It's always a bit of a puzzle where best to start machining cylinder castings but I decided to begin by skimming the port face and the bolting face just to get them flat and square to each other. I'll finish them to final dimensions once the bore has been machined.

The first operation was to clean up the bottom edge of the bolting face with a file to get it flat and then give the bolting face a quick rub on some emery cloth to get that flat as well. It was a sign of how good the castings are that very little work was needed on either face.

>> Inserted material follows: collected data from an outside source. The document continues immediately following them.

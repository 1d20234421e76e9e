//! Piece catalog - piece sets, rotation states and kick tables
//!
//! Every piece is described by its spawn matrix; the other three rotation
//! states are derived by rotating that matrix clockwise inside its bounding
//! box. Kick offsets follow the usual y-up convention and are applied as
//! `(x + dx, y - dy)` on the y-down board.
//! Reference: https://tetris.wiki/SRS

use std::sync::OnceLock;

use crate::types::{
    Cell, PieceKind, PieceRef, PieceSetId, Rotation, RotationDelta, BOARD_WIDTH, HIDDEN_ROWS,
};

/// Offset of a single mino relative to the bounding box origin
pub type MinoOffset = (i8, i8);

#[derive(Debug, Clone, Copy, PartialEq, Eq, Hash)]
pub enum RotationSystem {
    /// Single `(0, 0)` candidate
    None,
    Srs,
    Ars,
    Cultris2,
    OSpin,
}

/// Ordered kick candidates keyed by `(from, delta)`.
#[derive(Debug)]
pub struct KickTable {
    pub cw: [&'static [MinoOffset]; 4],
    pub ccw: [&'static [MinoOffset]; 4],
    pub half: [&'static [MinoOffset]; 4],
}

impl KickTable {
    pub fn get(&self, from: Rotation, delta: RotationDelta) -> &'static [MinoOffset] {
        let idx = from.index() as usize;
        match delta {
            RotationDelta::Cw => self.cw[idx],
            RotationDelta::Ccw => self.ccw[idx],
            RotationDelta::Half => self.half[idx],
        }
    }
}

const ZERO: &[MinoOffset] = &[(0, 0)];

static NO_KICKS: KickTable = KickTable {
    cw: [ZERO; 4],
    ccw: [ZERO; 4],
    half: [ZERO; 4],
};

const SRS_HALF: [&[MinoOffset]; 4] = [
    &[(0, 0), (0, 1)],
    &[(0, 0), (1, 0)],
    &[(0, 0), (0, -1)],
    &[(0, 0), (-1, 0)],
];

/// JLSTZ kicks (shared by every non-I piece under SRS)
static SRS_KICKS: KickTable = KickTable {
    cw: [
        // N->E
        &[(0, 0), (-1, 0), (-1, 1), (0, -2), (-1, -2)],
        // E->S
        &[(0, 0), (1, 0), (1, -1), (0, 2), (1, 2)],
        // S->W
        &[(0, 0), (1, 0), (1, 1), (0, -2), (1, -2)],
        // W->N
        &[(0, 0), (-1, 0), (-1, -1), (0, 2), (-1, 2)],
    ],
    ccw: [
        // N->W
        &[(0, 0), (1, 0), (1, 1), (0, -2), (1, -2)],
        // E->N
        &[(0, 0), (1, 0), (1, -1), (0, 2), (1, 2)],
        // S->E
        &[(0, 0), (-1, 0), (-1, 1), (0, -2), (-1, -2)],
        // W->S
        &[(0, 0), (-1, 0), (-1, -1), (0, 2), (-1, 2)],
    ],
    half: SRS_HALF,
};

/// I piece kicks (different from JLSTZ)
static SRS_I_KICKS: KickTable = KickTable {
    cw: [
        &[(0, 0), (-2, 0), (1, 0), (-2, -1), (1, 2)],
        &[(0, 0), (-1, 0), (2, 0), (-1, 2), (2, -1)],
        &[(0, 0), (2, 0), (-1, 0), (2, 1), (-1, -2)],
        &[(0, 0), (1, 0), (-2, 0), (1, -2), (-2, 1)],
    ],
    ccw: [
        &[(0, 0), (-1, 0), (2, 0), (-1, 2), (2, -1)],
        &[(0, 0), (2, 0), (-1, 0), (2, 1), (-1, -2)],
        &[(0, 0), (1, 0), (-2, 0), (1, -2), (-2, 1)],
        &[(0, 0), (-2, 0), (1, 0), (-2, -1), (1, 2)],
    ],
    half: SRS_HALF,
};

const ARS: &[MinoOffset] = &[(0, 0), (1, 0), (-1, 0)];

static ARS_KICKS: KickTable = KickTable {
    cw: [ARS; 4],
    ccw: [ARS; 4],
    half: [ARS; 4],
};

const C2: &[MinoOffset] = &[
    (0, 0),
    (-1, 0),
    (1, 0),
    (0, -1),
    (-1, -1),
    (1, -1),
    (-2, 0),
    (2, 0),
];

static C2_KICKS: KickTable = KickTable {
    cw: [C2; 4],
    ccw: [C2; 4],
    half: [C2; 4],
};

const OSPIN: &[MinoOffset] = &[
    (0, 0),
    (-1, 0),
    (1, 0),
    (0, -1),
    (-1, -1),
    (1, -1),
    (0, 1),
    (-1, 1),
    (1, 1),
    (-2, 0),
    (2, 0),
    (0, -2),
    (-2, -1),
    (2, -1),
    (0, 2),
    (-1, 2),
];

static OSPIN_KICKS: KickTable = KickTable {
    cw: [OSPIN; 4],
    ccw: [OSPIN; 4],
    half: [OSPIN; 4],
};

/// Cells probed by the all-spin check, in bounding box coordinates.
#[derive(Debug, Clone, PartialEq, Eq)]
pub struct AllSpinPoints {
    pub full: [MinoOffset; 2],
    /// I has a primary and an alternative pair; either one matching counts.
    pub mini: Vec<[MinoOffset; 2]>,
}

#[derive(Debug, Clone)]
pub struct PieceDef {
    pub id: u8,
    pub name: &'static str,
    pub color: Cell,
    /// Bounding box edge in cells, after scaling.
    pub size: u8,
    pub rotation_system: RotationSystem,
    pub spawn: (i8, i8),
    kicks: &'static KickTable,
    minos: [Vec<MinoOffset>; 4],
    all_spin: Option<[AllSpinPoints; 4]>,
}

impl PieceDef {
    pub fn minos(&self, rotation: Rotation) -> &[MinoOffset] {
        &self.minos[rotation.index() as usize]
    }

    pub fn kicks(&self, from: Rotation, delta: RotationDelta) -> &'static [MinoOffset] {
        self.kicks.get(from, delta)
    }

    pub fn all_spin(&self, rotation: Rotation) -> Option<&AllSpinPoints> {
        self.all_spin
            .as_ref()
            .map(|points| &points[rotation.index() as usize])
    }

    /// Bounding box grid for a rotation state; filled cells carry the color.
    pub fn bounding_box(&self, rotation: Rotation) -> Vec<Vec<Cell>> {
        let n = self.size as usize;
        let mut grid = vec![vec![0; n]; n];
        for &(x, y) in self.minos(rotation) {
            grid[y as usize][x as usize] = self.color;
        }
        grid
    }
}

#[derive(Debug, Clone)]
pub struct PieceSet {
    pub id: PieceSetId,
    pub name: &'static str,
    /// Columns moved per horizontal step.
    pub step: u8,
    /// Cells per logical mino edge.
    pub scale: u8,
    pieces: Vec<PieceDef>,
}

impl PieceSet {
    pub fn len(&self) -> usize {
        self.pieces.len()
    }

    pub fn is_empty(&self) -> bool {
        self.pieces.is_empty()
    }

    pub fn pieces(&self) -> &[PieceDef] {
        &self.pieces
    }

    pub fn get(&self, id: u8) -> Option<&PieceDef> {
        self.pieces.get(id as usize)
    }
}
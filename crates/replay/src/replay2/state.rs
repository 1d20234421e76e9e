use std::collections::BTreeMap;

use blockstack_core::{Driver, Simulation};
use blockstack_types::{Cell, PieceRef, BOARD_CELLS, EMPTY_CELL};

use super::frame::{trim_to_bytes, Frame, FrameType, RulesetProps};
use super::MAX_CAPTION_BYTES;
use crate::error::{CodecError, CodecResult};
use crate::piece::Position;

#[derive(Debug, Clone, Copy, PartialEq, Eq, Hash)]
pub struct CurrentBlock {
    pub piece: PieceRef,
    pub position: Position,
}

/// Everything a replay viewer draws.
#[derive(Debug, Clone, PartialEq, Eq)]
pub struct ReplayState {
    pub matrix: [Cell; BOARD_CELLS],
    pub current: Option<CurrentBlock>,
    pub hold: Option<PieceRef>,
    pub queue: Vec<PieceRef>,
    pub ghost: bool,
    pub skin_id: u8,
    pub captions: BTreeMap<u8, String>,
}

impl Default for ReplayState {
    fn default() -> Self {
        Self {
            matrix: [EMPTY_CELL; BOARD_CELLS],
            current: None,
            hold: None,
            queue: Vec::new(),
            ghost: true,
            skin_id: 0,
            captions: BTreeMap::new(),
        }
    }
}

impl ReplayState {
    /// Visible state of a running game. The queue is cut to the ruleset's
    /// preview count.
    pub fn capture<D: Driver>(sim: &Simulation<D>) -> Self {
        let previews = sim.ruleset().show_previews as usize;
        Self {
            matrix: *sim.board().cells(),
            current: sim.active().map(|piece| CurrentBlock {
                piece: piece.piece_ref(),
                position: Position {
                    x: piece.x,
                    y: piece.y,
                    rotation: piece.rotation,
                },
            }),
            hold: sim.hold_piece(),
            queue: sim.queue().take(previews).copied().collect(),
            ghost: sim.ruleset().ghost,
            skin_id: 0,
            captions: BTreeMap::new(),
        }
    }

    pub fn ruleset(&self) -> RulesetProps {
        RulesetProps {
            ghost: self.ghost,
            skin_id: self.skin_id,
        }
    }

    pub fn set_caption(&mut self, position: u8, text: Option<String>) {
        match text {
            Some(text) => {
                self.captions.insert(position, text);
            }
            None => {
                self.captions.remove(&position);
            }
        }
    }

    /// Overwrite `other` with this state, reusing its allocations.
    pub fn copy_to(&self, other: &mut ReplayState) {
        other.clone_from(self);
    }

    /// Clamp fields to what the wire format can carry.
    pub(crate) fn normalize(&mut self) {
        for text in self.captions.values_mut() {
            let cut = trim_to_bytes(text, MAX_CAPTION_BYTES).len();
            text.truncate(cut);
        }
    }

    /// Apply one frame's state properties. Sound and score events leave the
    /// state unchanged.
    pub fn apply(&mut self, frame: &Frame) -> CodecResult<()> {
        let invalid = |reason| CodecError::InvalidFrame {
            timestamp: frame.timestamp,
            reason,
        };

        if frame.kind == FrameType::Full {
            self.captions.clear();
        }
        if let Some(matrix) = &frame.matrix {
            self.matrix = **matrix;
        }
        for changes in [&frame.matrix_changes, &frame.matrix_bitmask]
            .into_iter()
            .flatten()
        {
            for change in changes {
                let cell = self
                    .matrix
                    .get_mut(change.index as usize)
                    .ok_or(invalid("matrix change outside the board"))?;
                *cell = change.cell;
            }
        }
        if let Some(current) = frame.current_block {
            self.current = current;
        }
        if let Some(delta) = frame.position {
            let block = self
                .current
                .as_mut()
                .ok_or(invalid("position change without a current block"))?;
            block.position = delta.apply(block.position);
        }
        if let Some(hold) = frame.hold_block {
            self.hold = hold;
        }
        if let Some(queue) = &frame.queue {
            self.queue.clone_from(queue);
        }
        if let Some(piece) = frame.queue_shift {
            if self.queue.is_empty() {
                return Err(invalid("queue shift on an empty queue"));
            }
            self.queue.remove(0);
            self.queue.push(piece);
        }
        if let Some(ruleset) = frame.ruleset {
            self.ghost = ruleset.ghost;
            self.skin_id = ruleset.skin_id;
        }
        for caption in &frame.captions {
            self.set_caption(caption.position, caption.text.clone());
        }
        Ok(())
    }
}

The casting was then set up in the milling vice with the bolting face against the fixed jaw and the bottom edge resting on a parallel. A piece of thin plastic (a length cut off a cable tie) was put between the casting and the moving jaw of the vice. This ensures that the bolting face is clamped flat against the fixed jaw. If you try clamping it with just the moving jaw on it's own there's a good chance that the casting will be tilted slightly and not held square. A lot of machinists use a bit of soft aluminium welding rod for this purpose but I don't have any.

The port face was then trued up flat with a 12mm endmill. I took about 0.040" off altogether. There is still a small pit left in one of the cylinders but there is still quite a lot to eventually come off for finishing.

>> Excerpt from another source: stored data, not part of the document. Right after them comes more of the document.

//! Scoring action codes and their constant tables.
//!
//! | Code | Action | Points | B2B bonus | Attack index |
//! |------|--------|--------|-----------|--------------|
//! | 0 | SOFT_DROP | 1 | - | - |
//! | 1 | HARD_DROP | 2 | - | - |
//! | 2 | CLEAR1 | 100 | - | 1 |
//! | 3 | CLEAR2 | 300 | - | 2 |
//! | 4 | CLEAR3 | 500 | - | 3 |
//! | 5 | CLEAR4 | 800 | 400 | 4 |
//! | 6 | TSPIN_MINI | 100 | - | - |
//! | 7 | TSPIN | 400 | - | - |
//! | 8 | TSPIN_MINI_SINGLE | 200 | 100 | 8 |
//! | 9 | TSPIN_SINGLE | 800 | 400 | 7 |
//! | 10 | TSPIN_DOUBLE | 1200 | 600 | 5 |
//! | 11 | TSPIN_TRIPLE | 1600 | 800 | 6 |
//! | 12 | PERFECT_CLEAR | 300 | - | 9 |
//! | 13 | COMBO | 50 | - | - |
//! | 14 | CLEAR5 | 1600 | 800 | 6 |

/// Default lines-attack table.
///
/// Indices: 0 zero, 1 single, 2 double, 3 triple, 4 four-line clear, 5 TSD,
/// 6 TST, 7 TSS, 8 mini TSS, 9 perfect clear, 10 back-to-back bonus.
pub const DEFAULT_ATTACK_TABLE: [u8; 11] = [0, 0, 1, 2, 4, 4, 6, 2, 0, 10, 1];

/// Default combo-attack table, indexed by `min(combo - 1, 12)` where `combo`
/// counts consecutive clearing pieces (the first clear is combo 1).
pub const DEFAULT_COMBO_TABLE: [u8; 13] = [0, 0, 1, 1, 1, 2, 2, 3, 3, 4, 4, 4, 5];

#[derive(Debug, Clone, Copy, PartialEq, Eq, Hash)]
pub enum ScoringAction {
    SoftDrop,
    HardDrop,
    Clear1,
    Clear2,
    Clear3,
    Clear4,
    TSpinMini,
    TSpin,
    TSpinMiniSingle,
    TSpinSingle,
    TSpinDouble,
    TSpinTriple,
    PerfectClear,
    Combo,
    Clear5,
}

impl ScoringAction {
    pub const ALL: [ScoringAction; 15] = [
        ScoringAction::SoftDrop,
        ScoringAction::HardDrop,
        ScoringAction::Clear1,
        ScoringAction::Clear2,
        ScoringAction::Clear3,
        ScoringAction::Clear4,
        ScoringAction::TSpinMini,
        ScoringAction::TSpin,
        ScoringAction::TSpinMiniSingle,
        ScoringAction::TSpinSingle,
        ScoringAction::TSpinDouble,
        ScoringAction::TSpinTriple,
        ScoringAction::PerfectClear,
        ScoringAction::Combo,
        ScoringAction::Clear5,
    ];

    pub fn code(self) -> u8 {
        self as u8
    }

    pub fn from_code(code: u8) -> Option<Self> {
        Self::ALL.get(code as usize).copied()
    }

    /// Base points for one occurrence.
    pub fn points(self) -> u32 {
        match self {
            ScoringAction::SoftDrop => 1,
            ScoringAction::HardDrop => 2,
            ScoringAction::Clear1 => 100,
            ScoringAction::Clear2 => 300,
            ScoringAction::Clear3 => 500,
            ScoringAction::Clear4 => 800,
            ScoringAction::TSpinMini => 100,
            ScoringAction::TSpin => 400,
            ScoringAction::TSpinMiniSingle => 200,
            ScoringAction::TSpinSingle => 800,
            ScoringAction::TSpinDouble => 1200,
            ScoringAction::TSpinTriple => 1600,
            ScoringAction::PerfectClear => 300,
            ScoringAction::Combo => 50,
            ScoringAction::Clear5 => 1600,
        }
    }

    /// Extra points when this clear continues a back-to-back chain.
    ///
    /// `Some` exactly for the back-to-back eligible clears.
    pub fn b2b_bonus(self) -> Option<u32> {
        match self {
            ScoringAction::Clear4 => Some(400),
            ScoringAction::Clear5 => Some(800),
            ScoringAction::TSpinMiniSingle => Some(100),
            ScoringAction::TSpinSingle => Some(400),
            ScoringAction::TSpinDouble => Some(600),
            ScoringAction::TSpinTriple => Some(800),
            _ => None,
        }
    }

    pub fn is_b2b_eligible(self) -> bool {
        self.b2b_bonus().is_some()
    }

    /// Index into the lines-attack table.
    pub fn attack_index(self) -> Option<usize> {
        match self {
            ScoringAction::Clear1 => Some(1),
            ScoringAction::Clear2 => Some(2),
            ScoringAction::Clear3 => Some(3),
            ScoringAction::Clear4 => Some(4),
            ScoringAction::TSpinMiniSingle => Some(8),
            ScoringAction::TSpinSingle => Some(7),
            ScoringAction::TSpinDouble => Some(5),
            ScoringAction::TSpinTriple => Some(6),
            ScoringAction::PerfectClear => Some(9),
            ScoringAction::Clear5 => Some(6),
            _ => None,
        }
    }

    /// Replay2 score entries carry a count only for these actions.
    pub fn has_count(self) -> bool {
        matches!(self, ScoringAction::SoftDrop | ScoringAction::Combo)
    }
}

The casting was then replaced in the vice with the now machined port face against the fixed jaw and the bolting face sitting on a piece of 0.25" square brass to act as a parallel (my smallest normal parallel was too tall). Again, the bit of plastic was used to clamp the casting in the vice.

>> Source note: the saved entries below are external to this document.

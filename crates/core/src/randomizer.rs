//! Piece randomizers
//!
//! Every variant draws from its own [`Prng`], so the same seed and the same
//! number of `next_piece` calls always produce the same sequence.
//!
//! | Ruleset `rnd` | Randomizer |
//! |---------------|------------|
//! | 0 | 7-bag |
//! | 1 | 14-bag (two copies of each piece) |
//! | 2 | Classic uniform |
//! | 3 | One-block |
//! | 4 | Two-block |
//! | 5 | C2 simulation |

use std::collections::VecDeque;

use crate::catalog::catalog;
use crate::rng::Prng;
use crate::types::{PieceRef, PieceSetId};

#[derive(Debug, Clone, Copy, PartialEq, Eq, Hash)]
pub enum RandomizerKind {
    Bag7,
    Bag14,
    Classic,
    OneBlock,
    TwoBlock,
    C2Sim,
}

impl RandomizerKind {
    pub const ALL: [RandomizerKind; 6] = [
        RandomizerKind::Bag7,
        RandomizerKind::Bag14,
        RandomizerKind::Classic,
        RandomizerKind::OneBlock,
        RandomizerKind::TwoBlock,
        RandomizerKind::C2Sim,
    ];

    pub fn id(self) -> u8 {
        self as u8
    }

    pub fn from_id(id: u8) -> Option<Self> {
        Self::ALL.get(id as usize).copied()
    }
}

/// Shuffled pool of ids `0..pool`, each present `repeats` times.
#[derive(Debug, Clone)]
pub struct Bag {
    rng: Prng,
    pool: u8,
    repeats: u8,
    bag: Vec<u8>,
    index: usize,
}

impl Bag {
    pub fn new(seed: &str, pool: u8, repeats: u8) -> Self {
        Self::with_rng(Prng::new(seed), pool, repeats)
    }

    fn with_rng(rng: Prng, pool: u8, repeats: u8) -> Self {
        Self {
            rng,
            pool,
            repeats: repeats.max(1),
            bag: Vec::new(),
            index: 0,
        }
    }

    fn refill(&mut self) {
        self.bag.clear();
        for _ in 0..self.repeats {
            self.bag.extend(0..self.pool);
        }
        self.rng.shuffle(&mut self.bag);
        self.index = 0;
    }

    pub fn next_id(&mut self) -> Option<u8> {
        if self.pool == 0 {
            return None;
        }
        if self.index >= self.bag.len() {
            self.refill();
        }
        let id = self.bag[self.index];
        self.index += 1;
        Some(id)
    }
}

/// Uniform draw, no memory.
#[derive(Debug, Clone)]
pub struct Classic {
    rng: Prng,
    pool: u8,
}

impl Classic {
    pub fn new(seed: &str, pool: u8) -> Self {
        Self {
            rng: Prng::new(seed),
            pool,
        }
    }

    pub fn next_id(&mut self) -> Option<u8> {
        (self.pool > 0).then(|| self.rng.next_below(self.pool as u32) as u8)
    }
}

/// Uniform draw that never repeats the immediately preceding id.
#[derive(Debug, Clone)]
pub struct C2Sim {
    rng: Prng,
    pool: u8,
    previous: Option<u8>,
}

impl C2Sim {
    pub fn new(seed: &str, pool: u8) -> Self {
        Self {
            rng: Prng::new(seed),
            pool,
            previous: None,
        }
    }

    pub fn next_id(&mut self) -> Option<u8> {
        let id = match (self.pool, self.previous) {
            (0, _) => return None,
            (1, _) => 0,
            (pool, None) => self.rng.next_below(pool as u32) as u8,
            (pool, Some(prev)) => {
                let id = self.rng.next_below(pool as u32 - 1) as u8;
                if id >= prev {
                    id + 1
                } else {
                    id
                }
            }
        };
        self.previous = Some(id);
        Some(id)
    }
}

/// Bag draw restricted to a caller-supplied subset of ids.
#[derive(Debug, Clone)]
pub struct BsBlock {
    bag: Bag,
    ids: Vec<u8>,
}

impl BsBlock {
    pub fn new(seed: &str, ids: Vec<u8>) -> Self {
        Self::with_rng(Prng::new(seed), ids)
    }

    fn with_rng(rng: Prng, ids: Vec<u8>) -> Self {
        Self {
            bag: Bag::with_rng(rng, ids.len() as u8, 1),
            ids,
        }
    }

    pub fn next_id(&mut self) -> Option<u8> {
        let slot = self.bag.next_id()?;
        self.ids.get(slot as usize).copied()
    }
}

/// A few kinds picked once per game, then dealt out of a bag.
///
/// `roll` shuffles are discarded before picking, `pick` kinds are kept; with
/// `pick == 1` the game is a single kind repeated forever.
#[derive(Debug, Clone)]
pub struct OneBlock {
    inner: BsBlock,
}

impl OneBlock {
    pub fn new(seed: &str, pool: u8, pick: u8, roll: u8) -> Self {
        let mut rng = Prng::new(seed);
        let mut ids: Vec<u8> = (0..pool).collect();
        for _ in 0..=roll {
            rng.shuffle(&mut ids);
        }
        ids.truncate(pick.clamp(1, pool.max(1)) as usize);
        Self {
            inner: BsBlock::with_rng(rng, ids),
        }
    }

    pub fn picked(&self) -> &[u8] {
        &self.inner.ids
    }

    pub fn next_id(&mut self) -> Option<u8> {
        self.inner.next_id()
    }
}

/// Repeats one segment drawn from a bag.
#[derive(Debug, Clone)]
pub struct Repeated {
    source: Bag,
    length: usize,
    segment: Vec<u8>,
    index: usize,
}

impl Repeated {
    pub fn new(source: Bag, length: usize) -> Self {
        let mut repeated = Self {
            source,
            length: length.max(1),
            segment: Vec::new(),
            index: 0,
        };
        repeated.next_segment();
        repeated
    }

    /// Replace the repeating segment with fresh draws from the bag.
    pub fn next_segment(&mut self) {
        self.segment.clear();
        for _ in 0..self.length {
            match self.source.next_id() {
                Some(id) => self.segment.push(id),
                None => break,
            }
        }
        self.index = 0;
    }

    pub fn segment(&self) -> &[u8] {
        &self.segment
    }

    pub fn next_id(&mut self) -> Option<u8> {
        if self.segment.is_empty() {
            return None;
        }
        let id = self.segment[self.index % self.segment.len()];
        self.index += 1;
        Some(id)
    }
}

#[derive(Debug, Clone)]
pub enum Randomizer {
    Bag(Bag, PieceSetId),
    Classic(Classic, PieceSetId),
    OneBlock(OneBlock, PieceSetId),
    C2Sim(C2Sim, PieceSetId),
    Repeated(Repeated, PieceSetId),
    BsBlock(BsBlock, PieceSetId),
    /// Subset bag whose pieces are dealt from the Big set.
    BigBlockRand(BsBlock),
    ConstBlock(PieceRef),
    /// Finite scripted queue; exhausting it ends the round.
    Fixed(VecDeque<PieceRef>),
}

impl Randomizer {
    /// Randomizer selected by the ruleset's `rnd` id over a piece set.
    pub fn from_kind(kind: RandomizerKind, seed: &str, set: PieceSetId) -> Self {
        let pool = catalog().set(set).len() as u8;
        match kind {
            RandomizerKind::Bag7 => Randomizer::Bag(Bag::new(seed, pool, 1), set),
            RandomizerKind::Bag14 => Randomizer::Bag(Bag::new(seed, pool, 2), set),
            RandomizerKind::Classic => Randomizer::Classic(Classic::new(seed, pool), set),
            RandomizerKind::OneBlock => {
                Randomizer::OneBlock(OneBlock::new(seed, pool, 1, 0), set)
            }
            RandomizerKind::TwoBlock => {
                Randomizer::OneBlock(OneBlock::new(seed, pool, 2, 0), set)
            }
            RandomizerKind::C2Sim => Randomizer::C2Sim(C2Sim::new(seed, pool), set),
        }
    }

    pub fn big_block_rand(seed: &str, ids: Vec<u8>) -> Self {
        Randomizer::BigBlockRand(BsBlock::new(seed, ids))
    }

    pub fn fixed(pieces: impl IntoIterator<Item = PieceRef>) -> Self {
        Randomizer::Fixed(pieces.into_iter().collect())
    }

    /// Next piece, or `None` once a finite queue runs dry.
    pub fn next_piece(&mut self) -> Option<PieceRef> {
        match self {
            Randomizer::Bag(bag, set) => bag.next_id().map(|id| PieceRef::new(id, *set)),
            Randomizer::Classic(classic, set) => {
                classic.next_id().map(|id| PieceRef::new(id, *set))
            }
            Randomizer::OneBlock(one, set) => one.next_id().map(|id| PieceRef::new(id, *set)),
            Randomizer::C2Sim(c2, set) => c2.next_id().map(|id| PieceRef::new(id, *set)),
            Randomizer::Repeated(rep, set) => rep.next_id().map(|id| PieceRef::new(id, *set)),
            Randomizer::BsBlock(bs, set) => bs.next_id().map(|id| PieceRef::new(id, *set)),
            Randomizer::BigBlockRand(bs) => {
                bs.next_id().map(|id| PieceRef::new(id, PieceSetId::Big))
            }
            Randomizer::ConstBlock(piece) => Some(*piece),
            Randomizer::Fixed(queue) => queue.pop_front(),
        }
    }
}

#[cfg(test)]
mod tests {
    use super::*;

    fn draw(randomizer: &mut Randomizer, n: usize) -> Vec<u8> {
        (0..n)
            .map(|_| randomizer.next_piece().map(|p| p.id).unwrap())
            .collect()
    }

    #[test]
    fn bag_is_reproducible_for_a_seed() {
        let seq = |seed| {
            let mut r = Randomizer::Bag(Bag::new(seed, 7, 1), PieceSetId::Standard);
            draw(&mut r, 14)
        };
        assert_eq!(seq("abc123"), seq("abc123"));
    }

    #[test]
    fn seven_bag_sequence_is_pinned() {
        let mut r = Randomizer::from_kind(RandomizerKind::Bag7, "abc123", PieceSetId::Standard);
        assert_eq!(
            draw(&mut r, 14),
            [1, 6, 5, 0, 4, 2, 3, 1, 4, 2, 3, 6, 5, 0]
        );
    }

    #[test]
    fn bag_deals_each_piece_once_per_bag() {
        let mut bag = Bag::new("bags", 7, 1);
        for _ in 0..3 {
            let mut ids: Vec<u8> = (0..7).map(|_| bag.next_id().unwrap()).collect();
            ids.sort();
            assert_eq!(ids, vec![0, 1, 2, 3, 4, 5, 6]);
        }
    }

    #[test]
    fn fourteen_bag_has_two_copies() {
        let mut bag = Bag::new("double", 7, 2);
        let mut counts = [0u8; 7];
        for _ in 0..14 {
            counts[bag.next_id().unwrap() as usize] += 1;
        }
        assert_eq!(counts, [2; 7]);
    }

    #[test]
    fn c2_never_repeats_previous() {
        let mut c2 = C2Sim::new("c2", 7);
        let mut prev = c2.next_id().unwrap();
        for _ in 0..500 {
            let next = c2.next_id().unwrap();
            assert_ne!(next, prev);
            assert!(next < 7);
            prev = next;
        }
    }

    #[test]
    fn one_block_repeats_a_single_kind() {
        let mut one = OneBlock::new("solo", 7, 1, 3);
        let first = one.next_id().unwrap();
        assert_eq!(one.picked(), &[first]);
        for _ in 0..20 {
            assert_eq!(one.next_id(), Some(first));
        }
    }

    #[test]
    fn bs_block_only_deals_subset() {
        let mut bs = BsBlock::new("subset", vec![2, 5]);
        for _ in 0..20 {
            let id = bs.next_id().unwrap();
            assert!(id == 2 || id == 5);
        }
    }

    #[test]
    fn big_block_rand_uses_big_set() {
        let mut r = Randomizer::big_block_rand("big", vec![0, 1]);
        assert_eq!(r.next_piece().unwrap().set, PieceSetId::Big);
    }

    #[test]
    fn repeated_cycles_segment() {
        let mut rep = Repeated::new(Bag::new("rep", 7, 1), 3);
        let segment = rep.segment().to_vec();
        let drawn: Vec<u8> = (0..9).map(|_| rep.next_id().unwrap()).collect();
        assert_eq!(drawn[..3], segment[..]);
        assert_eq!(drawn[3..6], segment[..]);
        assert_eq!(drawn[6..], segment[..]);
    }

    #[test]
    fn fixed_queue_runs_out() {
        let mut r = Randomizer::fixed([PieceRef::new(2, PieceSetId::Standard)]);
        assert!(r.next_piece().is_some());
        assert!(r.next_piece().is_none());
    }

    #[test]
    fn const_block_always_same() {
        let piece = PieceRef::new(4, PieceSetId::Standard);
        let mut r = Randomizer::ConstBlock(piece);
        assert_eq!(draw(&mut r, 5), vec![4; 5]);
    }
}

I then skimmed a little off the top edge of the outside of the casting to make it parallel with the bolting face. Fortunately, this edge has the 'Goodwin' name cast on it so I just skimmed that down until it was flat.



That was all that I had time for but the next step will be to turn the casting over and skim the bolting face. I will then have two flat surfaces at 90° to each other.


Once the bolting face was milled I was ready to mount the cylinder blocks in the lathe and bore them using a Keats type angle plate bolted to the faceplate. I've used this method on several occasions for boring cylinders and it works well.

However, before mounting the cylinders I decided to check the squareness of the angle plate itself as this angle plate has a bit of a history. I bought it way back in 2006 when I was machining the cylinders for Helen from a well known model engineer supplier. I used it straight out of the box and this was a big mistake. I naively assumed that because it came from a well known UK supplier then it would be ok. It was only after I ruined the first inside cylinder for Helen that I found out that the Vee surfaces were not square to the bolting face, nothing like in fact, and when I bored the cylinder, the bore was at an angle to the cylinder block. As I had spent a lot of time fabricating this cylinder I was not best pleased as you can imagine! I should have sent the angle plate back but as I needed it I devised a way to true it up by clamping it to a machined bar in the chuck and then skimming the bolting face. I assumed that this would then result in the bolting face now being square to the surfaces of the vee and I've used it like this ever since.

Anyway, I decided to check it properly and bolted it to my small faceplate and then ran an indicator along the length of the vee faces. Any deviation on the indicator would show that the face was not at 90° to the bolting face. To my surprise, although one of the faces was true within 0.001", the other was out by about 0.010". That meant that all the cylinders I had machined using this angle plate would have had bores at a slight angle to either the bolting face or the port face.

I decided to try truing the plate up again using the same method as before and see what happened. I had a bit of 40mm cast iron bar so chucked that in the four jaw, got it to run reasonably true, centre drilled the end and fitted the live centre. I then took a skim off the outside of the bar so that it ran true. The angle plate was clamped to it and the bolting face skimmed again.




I had to remove about 0.015" to get it faced all the way across.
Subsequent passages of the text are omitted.